Exercise description> Each line of the listing below containing the word "Engagement" should be returned.

##########

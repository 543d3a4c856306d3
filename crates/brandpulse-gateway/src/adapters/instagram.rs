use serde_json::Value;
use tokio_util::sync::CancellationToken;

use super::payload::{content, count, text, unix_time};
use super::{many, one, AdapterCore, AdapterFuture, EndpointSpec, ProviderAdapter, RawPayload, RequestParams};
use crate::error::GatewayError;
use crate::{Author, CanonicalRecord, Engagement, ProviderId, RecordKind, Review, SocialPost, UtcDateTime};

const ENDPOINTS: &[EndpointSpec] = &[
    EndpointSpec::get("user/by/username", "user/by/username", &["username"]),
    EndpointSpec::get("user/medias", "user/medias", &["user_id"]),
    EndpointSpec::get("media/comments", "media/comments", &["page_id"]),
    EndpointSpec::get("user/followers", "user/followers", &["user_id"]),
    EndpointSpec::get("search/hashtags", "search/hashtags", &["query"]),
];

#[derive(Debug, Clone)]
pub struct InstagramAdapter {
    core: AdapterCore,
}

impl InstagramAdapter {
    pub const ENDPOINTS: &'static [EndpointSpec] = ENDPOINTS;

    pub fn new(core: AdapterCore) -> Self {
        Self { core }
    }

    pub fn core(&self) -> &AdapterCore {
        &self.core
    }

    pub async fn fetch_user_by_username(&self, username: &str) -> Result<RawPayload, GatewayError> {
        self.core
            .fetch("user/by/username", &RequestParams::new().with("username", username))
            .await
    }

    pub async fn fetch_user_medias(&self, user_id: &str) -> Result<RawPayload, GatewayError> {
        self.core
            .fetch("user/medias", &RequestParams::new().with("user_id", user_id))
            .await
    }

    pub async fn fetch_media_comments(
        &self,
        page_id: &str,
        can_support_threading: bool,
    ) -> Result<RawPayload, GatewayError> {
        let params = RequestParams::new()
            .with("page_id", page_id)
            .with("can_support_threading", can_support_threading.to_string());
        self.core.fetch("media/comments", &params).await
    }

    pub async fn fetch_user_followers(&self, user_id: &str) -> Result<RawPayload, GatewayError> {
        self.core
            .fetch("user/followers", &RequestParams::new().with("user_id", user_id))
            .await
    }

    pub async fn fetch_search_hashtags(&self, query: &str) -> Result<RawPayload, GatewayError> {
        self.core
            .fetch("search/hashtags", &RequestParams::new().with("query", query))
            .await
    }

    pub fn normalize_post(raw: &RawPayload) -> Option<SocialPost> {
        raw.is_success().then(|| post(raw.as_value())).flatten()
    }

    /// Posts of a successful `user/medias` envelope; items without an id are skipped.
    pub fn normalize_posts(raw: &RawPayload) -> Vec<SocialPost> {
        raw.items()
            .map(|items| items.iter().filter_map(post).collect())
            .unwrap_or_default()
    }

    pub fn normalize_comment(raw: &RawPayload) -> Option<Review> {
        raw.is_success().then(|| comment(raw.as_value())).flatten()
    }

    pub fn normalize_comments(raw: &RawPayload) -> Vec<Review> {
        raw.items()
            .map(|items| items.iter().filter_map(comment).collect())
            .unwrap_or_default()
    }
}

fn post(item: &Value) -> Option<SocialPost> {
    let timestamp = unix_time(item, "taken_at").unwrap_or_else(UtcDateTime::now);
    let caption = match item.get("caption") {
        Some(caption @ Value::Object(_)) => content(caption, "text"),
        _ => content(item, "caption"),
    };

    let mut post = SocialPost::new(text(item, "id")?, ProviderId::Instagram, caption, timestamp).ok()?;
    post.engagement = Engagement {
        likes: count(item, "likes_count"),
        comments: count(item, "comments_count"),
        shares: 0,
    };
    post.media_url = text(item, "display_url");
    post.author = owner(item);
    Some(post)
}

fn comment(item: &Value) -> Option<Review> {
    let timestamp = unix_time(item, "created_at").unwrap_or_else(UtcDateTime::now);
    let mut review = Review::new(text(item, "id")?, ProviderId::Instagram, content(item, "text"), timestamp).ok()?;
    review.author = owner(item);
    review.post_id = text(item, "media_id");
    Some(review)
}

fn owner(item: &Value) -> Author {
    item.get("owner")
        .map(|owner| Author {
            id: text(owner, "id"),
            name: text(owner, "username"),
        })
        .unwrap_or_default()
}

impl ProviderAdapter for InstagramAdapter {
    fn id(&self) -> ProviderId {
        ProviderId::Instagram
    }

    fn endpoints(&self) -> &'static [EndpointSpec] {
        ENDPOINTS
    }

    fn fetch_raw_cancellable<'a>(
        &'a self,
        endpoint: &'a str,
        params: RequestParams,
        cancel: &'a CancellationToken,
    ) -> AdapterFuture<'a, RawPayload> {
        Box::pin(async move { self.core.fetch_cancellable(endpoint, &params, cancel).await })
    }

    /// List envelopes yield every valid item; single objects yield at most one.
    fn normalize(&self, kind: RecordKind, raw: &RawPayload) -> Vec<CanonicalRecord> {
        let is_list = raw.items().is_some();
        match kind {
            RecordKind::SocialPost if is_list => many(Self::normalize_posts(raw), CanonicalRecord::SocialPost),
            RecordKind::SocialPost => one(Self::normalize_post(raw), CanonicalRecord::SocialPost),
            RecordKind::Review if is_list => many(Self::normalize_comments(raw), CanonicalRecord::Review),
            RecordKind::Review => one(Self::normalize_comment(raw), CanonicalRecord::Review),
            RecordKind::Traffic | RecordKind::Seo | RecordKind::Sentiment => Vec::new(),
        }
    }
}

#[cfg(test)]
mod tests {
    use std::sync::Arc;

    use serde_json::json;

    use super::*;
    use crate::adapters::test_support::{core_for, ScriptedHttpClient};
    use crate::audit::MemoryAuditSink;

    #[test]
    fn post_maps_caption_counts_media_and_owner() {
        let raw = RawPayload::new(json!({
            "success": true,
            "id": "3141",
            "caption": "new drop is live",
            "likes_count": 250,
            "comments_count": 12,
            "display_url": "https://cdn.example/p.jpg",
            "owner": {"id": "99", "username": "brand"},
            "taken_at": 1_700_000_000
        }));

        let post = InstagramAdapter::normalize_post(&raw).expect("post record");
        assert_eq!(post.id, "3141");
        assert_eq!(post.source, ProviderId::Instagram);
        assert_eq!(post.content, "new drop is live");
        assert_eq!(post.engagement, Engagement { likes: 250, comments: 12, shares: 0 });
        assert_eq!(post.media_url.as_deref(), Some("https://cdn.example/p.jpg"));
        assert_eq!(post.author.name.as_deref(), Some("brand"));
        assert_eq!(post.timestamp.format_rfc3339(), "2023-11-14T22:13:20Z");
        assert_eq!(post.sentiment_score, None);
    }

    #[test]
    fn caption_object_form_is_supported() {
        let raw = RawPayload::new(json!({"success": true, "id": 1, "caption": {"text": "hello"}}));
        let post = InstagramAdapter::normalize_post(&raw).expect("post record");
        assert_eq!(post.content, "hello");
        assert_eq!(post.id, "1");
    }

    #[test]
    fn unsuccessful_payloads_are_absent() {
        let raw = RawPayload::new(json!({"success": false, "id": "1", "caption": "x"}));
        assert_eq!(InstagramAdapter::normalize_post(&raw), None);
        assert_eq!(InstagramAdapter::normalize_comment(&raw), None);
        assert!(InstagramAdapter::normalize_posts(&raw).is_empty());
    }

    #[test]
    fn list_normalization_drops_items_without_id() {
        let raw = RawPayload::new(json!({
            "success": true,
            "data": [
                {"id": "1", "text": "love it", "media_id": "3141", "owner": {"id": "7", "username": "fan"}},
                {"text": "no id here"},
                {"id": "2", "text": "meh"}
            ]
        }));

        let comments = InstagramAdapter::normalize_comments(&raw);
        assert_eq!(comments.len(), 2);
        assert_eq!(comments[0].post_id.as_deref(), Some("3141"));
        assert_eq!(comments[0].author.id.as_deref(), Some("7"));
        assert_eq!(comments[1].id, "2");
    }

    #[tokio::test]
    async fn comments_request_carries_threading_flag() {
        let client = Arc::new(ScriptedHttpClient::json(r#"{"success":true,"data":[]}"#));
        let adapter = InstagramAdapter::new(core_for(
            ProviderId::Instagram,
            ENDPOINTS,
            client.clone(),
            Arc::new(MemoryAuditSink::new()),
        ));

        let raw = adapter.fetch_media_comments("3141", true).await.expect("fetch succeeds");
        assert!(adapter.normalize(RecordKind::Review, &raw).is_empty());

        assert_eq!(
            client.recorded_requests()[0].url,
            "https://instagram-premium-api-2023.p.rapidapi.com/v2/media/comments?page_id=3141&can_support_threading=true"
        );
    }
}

##########

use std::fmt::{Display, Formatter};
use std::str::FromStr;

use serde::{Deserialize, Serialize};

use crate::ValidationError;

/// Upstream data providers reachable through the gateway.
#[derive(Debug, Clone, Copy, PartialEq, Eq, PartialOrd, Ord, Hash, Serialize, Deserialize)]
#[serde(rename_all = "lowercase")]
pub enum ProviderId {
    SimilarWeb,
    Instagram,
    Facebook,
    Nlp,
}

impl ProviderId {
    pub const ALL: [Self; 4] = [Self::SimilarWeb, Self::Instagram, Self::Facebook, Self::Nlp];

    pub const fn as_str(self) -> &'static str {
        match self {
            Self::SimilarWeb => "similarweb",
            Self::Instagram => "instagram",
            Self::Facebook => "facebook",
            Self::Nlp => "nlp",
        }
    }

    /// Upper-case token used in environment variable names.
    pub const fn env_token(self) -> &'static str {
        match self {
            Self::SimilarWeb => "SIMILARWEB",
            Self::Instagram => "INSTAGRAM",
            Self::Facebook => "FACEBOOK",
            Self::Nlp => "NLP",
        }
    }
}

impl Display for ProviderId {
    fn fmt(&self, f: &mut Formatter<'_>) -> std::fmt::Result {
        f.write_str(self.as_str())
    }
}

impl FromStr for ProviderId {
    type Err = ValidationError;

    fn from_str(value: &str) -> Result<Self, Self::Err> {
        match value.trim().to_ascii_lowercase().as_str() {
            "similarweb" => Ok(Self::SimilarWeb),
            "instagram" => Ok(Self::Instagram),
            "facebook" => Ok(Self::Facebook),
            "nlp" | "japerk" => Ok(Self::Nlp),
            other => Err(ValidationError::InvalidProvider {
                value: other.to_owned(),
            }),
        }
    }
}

##########

Expected answer>
use crate::{Author, CanonicalRecord, Engagement, ProviderId, RecordKind, Review, SocialPost, UtcDateTime};
    post.engagement = Engagement {
        assert_eq!(post.engagement, Engagement { likes: 250, comments: 12, shares: 0 });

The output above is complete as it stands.